What is next for the human race? Humans are creative thinkers, problem solvers, and ambitious dreamers. Together we have achieved the seemingly impossible or what was merely science fiction, from curing diseases with nanoparticles, to creating energy from sunshine, wind and hydrogen, and flying in the sky. What does the future hold? How will science make the impossible become possible?
This article follows the Possible Impossibles Forum, held in conjunction with Parliament of Victoria for National Science Week. Four scientists working at the forefront of environmental science, technology, medical science and space exploration reflected on the way science can solve global challenges and improve people’s lives. The following summary is based on discussion between the panellists guided by questions from ABC Science’s Natasha Mitchell and the audience.
Professor Elizabeth Croft, Dean of Engineering at Monash University, wants to get Victorians back to work following the COVID-19 pandemic. Her work is in advancing industrial robotics and human-robot interactions. By collaborating with robots and working side-by-side, we can be free of repetitive and potentially dangerous labour as we use robots and computers to make our jobs more efficient. The pandemic revealed gaps in our manufacturing supply chains, and by incorporating robotic systems into manufacturing, we will able to produce things more efficiently to meet demand and be self-sufficient without relying on imports.

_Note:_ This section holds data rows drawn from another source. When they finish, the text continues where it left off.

//! Test environments for the Atlas server.
//!
//! Tests configure a [`TestBuilder`] (tables, upstream endpoints), then work against the
//! resulting [`TestContext`]: an in-memory SQLite database, a mockito server standing in
//! for the REST Countries API, a country client pointed at it and an in-memory session.

pub mod builder;
pub mod constant;
pub mod context;
pub mod error;
pub mod fixtures;

pub use builder::TestBuilder;
pub use context::TestContext;
pub use error::TestError;

pub mod prelude {
    pub use crate::{TestBuilder, TestContext, TestError};
}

If we work alongside robots, Elizabeth does not believe that they will replace human employment. She argues that we once held the same concerns of computers, when in fact, the adoption of computers into the workforce drove a need for a new skillset and job types. After studying both arts and sciences formally herself, she encourages the next generation of future scientists and leaders to get as much education as they can. Your education is something that no one can take away and no robot can replace.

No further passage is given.